Below are several entries. Transcribe exactly those lines that fall from the one with "pub fn get_record(&self, collection: Collection, id: RecordId)" through the one with "let record = rows.next()?.map(decode_record).transpose()?;", end lines included.

═══ Data section

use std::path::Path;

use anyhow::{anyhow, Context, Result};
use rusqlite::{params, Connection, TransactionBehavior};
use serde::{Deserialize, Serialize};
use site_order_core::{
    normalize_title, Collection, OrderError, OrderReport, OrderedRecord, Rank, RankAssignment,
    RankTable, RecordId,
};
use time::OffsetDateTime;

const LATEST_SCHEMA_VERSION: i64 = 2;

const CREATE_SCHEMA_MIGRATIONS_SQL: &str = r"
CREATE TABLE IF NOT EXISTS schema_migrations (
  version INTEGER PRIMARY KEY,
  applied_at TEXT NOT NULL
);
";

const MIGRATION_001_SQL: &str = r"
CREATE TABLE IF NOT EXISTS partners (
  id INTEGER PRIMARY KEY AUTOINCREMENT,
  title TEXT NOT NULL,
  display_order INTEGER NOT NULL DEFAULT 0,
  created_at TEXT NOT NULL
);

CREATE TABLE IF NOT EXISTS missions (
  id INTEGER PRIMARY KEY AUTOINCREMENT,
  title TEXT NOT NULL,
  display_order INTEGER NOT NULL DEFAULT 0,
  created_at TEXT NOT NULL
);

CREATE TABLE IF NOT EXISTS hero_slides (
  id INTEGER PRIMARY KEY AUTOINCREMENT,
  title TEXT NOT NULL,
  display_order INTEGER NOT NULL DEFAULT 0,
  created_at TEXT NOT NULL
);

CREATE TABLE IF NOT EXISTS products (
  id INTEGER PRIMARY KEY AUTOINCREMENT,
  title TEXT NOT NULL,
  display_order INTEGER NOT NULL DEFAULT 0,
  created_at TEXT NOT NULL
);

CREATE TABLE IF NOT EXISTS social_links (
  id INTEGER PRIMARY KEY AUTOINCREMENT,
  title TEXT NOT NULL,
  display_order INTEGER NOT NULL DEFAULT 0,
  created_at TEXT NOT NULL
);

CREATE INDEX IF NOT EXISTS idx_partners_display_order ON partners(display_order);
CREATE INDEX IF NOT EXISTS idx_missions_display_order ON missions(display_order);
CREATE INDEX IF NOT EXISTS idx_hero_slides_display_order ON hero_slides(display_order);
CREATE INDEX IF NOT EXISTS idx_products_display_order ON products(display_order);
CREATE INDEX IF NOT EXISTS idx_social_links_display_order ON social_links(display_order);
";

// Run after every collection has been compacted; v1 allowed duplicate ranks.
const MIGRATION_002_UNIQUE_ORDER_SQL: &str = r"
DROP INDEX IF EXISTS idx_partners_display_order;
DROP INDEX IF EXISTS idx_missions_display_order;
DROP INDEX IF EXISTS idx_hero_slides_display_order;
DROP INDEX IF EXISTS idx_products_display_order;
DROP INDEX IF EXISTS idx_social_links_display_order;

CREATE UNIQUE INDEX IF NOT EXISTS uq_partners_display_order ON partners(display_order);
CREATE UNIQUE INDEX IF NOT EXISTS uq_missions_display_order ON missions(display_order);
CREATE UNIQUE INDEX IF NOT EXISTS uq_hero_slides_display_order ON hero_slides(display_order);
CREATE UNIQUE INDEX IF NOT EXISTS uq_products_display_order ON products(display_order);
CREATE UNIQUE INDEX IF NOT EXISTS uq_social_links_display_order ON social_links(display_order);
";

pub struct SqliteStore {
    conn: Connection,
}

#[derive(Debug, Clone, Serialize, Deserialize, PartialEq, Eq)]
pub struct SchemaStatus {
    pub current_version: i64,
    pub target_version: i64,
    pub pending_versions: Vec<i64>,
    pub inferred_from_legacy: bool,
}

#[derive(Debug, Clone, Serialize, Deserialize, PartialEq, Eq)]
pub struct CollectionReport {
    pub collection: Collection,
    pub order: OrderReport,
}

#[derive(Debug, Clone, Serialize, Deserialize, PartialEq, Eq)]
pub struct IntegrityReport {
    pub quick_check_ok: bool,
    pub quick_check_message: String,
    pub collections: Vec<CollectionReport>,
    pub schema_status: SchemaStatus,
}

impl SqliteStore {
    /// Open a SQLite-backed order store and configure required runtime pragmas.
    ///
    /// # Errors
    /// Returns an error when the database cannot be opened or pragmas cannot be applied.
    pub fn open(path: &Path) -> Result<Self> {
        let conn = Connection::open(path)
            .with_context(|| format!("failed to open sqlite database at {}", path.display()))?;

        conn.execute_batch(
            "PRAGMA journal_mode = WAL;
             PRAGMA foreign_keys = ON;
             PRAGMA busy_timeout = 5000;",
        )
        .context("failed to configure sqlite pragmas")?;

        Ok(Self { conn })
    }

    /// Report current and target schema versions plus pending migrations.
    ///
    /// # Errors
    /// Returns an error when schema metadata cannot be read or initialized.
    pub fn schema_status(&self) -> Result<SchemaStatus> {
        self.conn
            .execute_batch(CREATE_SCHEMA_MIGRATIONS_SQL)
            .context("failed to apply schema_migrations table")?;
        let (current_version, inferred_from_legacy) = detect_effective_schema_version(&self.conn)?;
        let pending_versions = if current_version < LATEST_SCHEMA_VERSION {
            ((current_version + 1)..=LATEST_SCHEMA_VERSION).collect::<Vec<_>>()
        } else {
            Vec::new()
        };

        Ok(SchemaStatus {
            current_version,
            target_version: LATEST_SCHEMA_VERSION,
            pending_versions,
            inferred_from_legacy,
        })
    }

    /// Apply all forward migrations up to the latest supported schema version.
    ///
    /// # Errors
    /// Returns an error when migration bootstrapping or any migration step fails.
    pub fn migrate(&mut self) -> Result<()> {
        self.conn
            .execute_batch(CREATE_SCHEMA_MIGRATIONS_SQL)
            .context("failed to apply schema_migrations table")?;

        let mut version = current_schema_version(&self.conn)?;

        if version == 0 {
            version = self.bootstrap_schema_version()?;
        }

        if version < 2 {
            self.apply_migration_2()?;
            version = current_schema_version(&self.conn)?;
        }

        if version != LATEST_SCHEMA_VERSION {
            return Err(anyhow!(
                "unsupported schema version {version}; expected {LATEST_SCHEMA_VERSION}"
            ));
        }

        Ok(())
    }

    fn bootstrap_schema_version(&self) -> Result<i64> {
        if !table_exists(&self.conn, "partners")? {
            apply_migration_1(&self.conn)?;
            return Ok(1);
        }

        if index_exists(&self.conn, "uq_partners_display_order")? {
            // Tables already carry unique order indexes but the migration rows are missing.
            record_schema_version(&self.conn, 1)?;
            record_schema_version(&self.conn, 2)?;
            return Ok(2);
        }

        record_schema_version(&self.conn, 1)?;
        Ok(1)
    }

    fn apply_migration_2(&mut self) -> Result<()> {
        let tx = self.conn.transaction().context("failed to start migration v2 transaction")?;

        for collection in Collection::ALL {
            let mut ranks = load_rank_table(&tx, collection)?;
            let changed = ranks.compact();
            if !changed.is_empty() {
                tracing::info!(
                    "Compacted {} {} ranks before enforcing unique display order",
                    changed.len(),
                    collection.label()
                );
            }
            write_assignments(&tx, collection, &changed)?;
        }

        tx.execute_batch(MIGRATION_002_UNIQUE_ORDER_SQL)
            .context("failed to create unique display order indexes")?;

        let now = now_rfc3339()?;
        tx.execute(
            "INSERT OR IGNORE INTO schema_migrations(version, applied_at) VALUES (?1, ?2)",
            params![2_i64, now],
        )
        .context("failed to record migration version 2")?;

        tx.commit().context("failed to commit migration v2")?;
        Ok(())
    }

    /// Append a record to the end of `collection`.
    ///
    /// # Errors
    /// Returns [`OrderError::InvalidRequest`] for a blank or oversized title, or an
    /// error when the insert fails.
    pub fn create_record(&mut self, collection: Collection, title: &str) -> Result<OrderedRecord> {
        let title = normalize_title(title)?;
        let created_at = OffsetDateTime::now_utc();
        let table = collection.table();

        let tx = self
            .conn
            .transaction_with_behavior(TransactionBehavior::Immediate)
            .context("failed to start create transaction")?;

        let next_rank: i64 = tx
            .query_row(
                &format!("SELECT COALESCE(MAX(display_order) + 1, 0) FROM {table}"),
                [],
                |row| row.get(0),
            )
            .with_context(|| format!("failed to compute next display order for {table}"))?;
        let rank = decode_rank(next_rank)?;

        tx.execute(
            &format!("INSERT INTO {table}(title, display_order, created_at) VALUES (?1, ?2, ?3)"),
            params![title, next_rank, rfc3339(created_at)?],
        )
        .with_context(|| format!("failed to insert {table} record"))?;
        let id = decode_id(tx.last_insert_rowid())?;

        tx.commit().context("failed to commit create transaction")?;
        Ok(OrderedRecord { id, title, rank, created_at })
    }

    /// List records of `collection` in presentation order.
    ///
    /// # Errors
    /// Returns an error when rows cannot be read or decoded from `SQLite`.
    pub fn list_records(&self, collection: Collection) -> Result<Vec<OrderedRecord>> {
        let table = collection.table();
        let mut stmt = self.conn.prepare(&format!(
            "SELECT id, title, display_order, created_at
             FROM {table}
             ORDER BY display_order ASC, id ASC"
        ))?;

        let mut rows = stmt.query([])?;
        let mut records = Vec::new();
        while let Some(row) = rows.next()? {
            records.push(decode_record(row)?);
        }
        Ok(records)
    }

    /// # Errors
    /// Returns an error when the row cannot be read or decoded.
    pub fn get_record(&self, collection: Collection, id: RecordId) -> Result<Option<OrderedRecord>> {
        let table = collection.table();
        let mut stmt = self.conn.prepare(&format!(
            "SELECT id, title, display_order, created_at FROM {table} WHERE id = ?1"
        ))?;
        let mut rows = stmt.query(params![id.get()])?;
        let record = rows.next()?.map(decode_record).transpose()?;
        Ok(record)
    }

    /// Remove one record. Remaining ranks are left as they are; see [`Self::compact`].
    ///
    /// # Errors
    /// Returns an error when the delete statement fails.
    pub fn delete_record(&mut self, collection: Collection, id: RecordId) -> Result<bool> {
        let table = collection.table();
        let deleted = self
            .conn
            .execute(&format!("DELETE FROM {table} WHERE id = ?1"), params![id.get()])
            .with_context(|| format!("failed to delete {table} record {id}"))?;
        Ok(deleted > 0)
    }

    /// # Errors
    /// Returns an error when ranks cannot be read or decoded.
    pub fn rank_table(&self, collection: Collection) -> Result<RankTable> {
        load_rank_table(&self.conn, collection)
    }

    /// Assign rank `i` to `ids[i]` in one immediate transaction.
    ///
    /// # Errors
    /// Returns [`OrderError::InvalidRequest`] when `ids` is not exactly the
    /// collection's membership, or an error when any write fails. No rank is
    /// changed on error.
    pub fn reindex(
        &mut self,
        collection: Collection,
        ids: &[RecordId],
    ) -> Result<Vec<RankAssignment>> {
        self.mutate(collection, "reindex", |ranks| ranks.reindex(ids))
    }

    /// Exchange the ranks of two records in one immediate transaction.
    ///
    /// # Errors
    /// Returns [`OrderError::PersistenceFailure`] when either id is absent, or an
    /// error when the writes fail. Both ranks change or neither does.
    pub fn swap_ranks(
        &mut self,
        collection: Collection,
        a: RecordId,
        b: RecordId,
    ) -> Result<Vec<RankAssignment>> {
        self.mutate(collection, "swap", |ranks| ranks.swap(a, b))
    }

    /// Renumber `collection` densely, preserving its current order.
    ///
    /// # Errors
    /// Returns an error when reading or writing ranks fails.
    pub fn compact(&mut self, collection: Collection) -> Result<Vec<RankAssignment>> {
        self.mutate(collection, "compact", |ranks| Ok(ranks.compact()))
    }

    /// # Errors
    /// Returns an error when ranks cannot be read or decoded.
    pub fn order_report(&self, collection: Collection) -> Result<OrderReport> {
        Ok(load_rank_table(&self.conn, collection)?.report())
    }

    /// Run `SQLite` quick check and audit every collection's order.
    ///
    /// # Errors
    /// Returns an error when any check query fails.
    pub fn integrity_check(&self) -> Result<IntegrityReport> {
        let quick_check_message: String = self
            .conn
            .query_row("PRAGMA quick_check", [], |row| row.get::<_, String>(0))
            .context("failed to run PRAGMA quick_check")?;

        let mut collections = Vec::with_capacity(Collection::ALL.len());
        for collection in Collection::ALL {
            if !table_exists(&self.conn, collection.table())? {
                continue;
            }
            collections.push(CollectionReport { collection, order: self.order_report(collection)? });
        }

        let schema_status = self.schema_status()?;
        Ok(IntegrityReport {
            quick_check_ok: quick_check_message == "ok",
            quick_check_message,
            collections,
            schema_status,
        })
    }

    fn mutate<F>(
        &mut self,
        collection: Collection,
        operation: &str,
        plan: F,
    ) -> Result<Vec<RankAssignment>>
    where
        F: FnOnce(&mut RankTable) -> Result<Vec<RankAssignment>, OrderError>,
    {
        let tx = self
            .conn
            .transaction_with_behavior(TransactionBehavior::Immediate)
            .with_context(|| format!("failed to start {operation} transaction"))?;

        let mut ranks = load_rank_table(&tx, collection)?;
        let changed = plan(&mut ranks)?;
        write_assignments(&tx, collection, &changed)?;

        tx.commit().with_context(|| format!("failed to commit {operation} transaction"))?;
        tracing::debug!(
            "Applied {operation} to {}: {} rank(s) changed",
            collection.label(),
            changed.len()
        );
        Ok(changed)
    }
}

══════

> **Exercise output**
    pub fn get_record(&self, collection: Collection, id: RecordId) -> Result<Option<OrderedRecord>> {
        let table = collection.table();
        let mut stmt = self.conn.prepare(&format!(
            "SELECT id, title, display_order, created_at FROM {table} WHERE id = ?1"
        ))?;
        let mut rows = stmt.query(params![id.get()])?;
        let record = rows.next()?.map(decode_record).transpose()?;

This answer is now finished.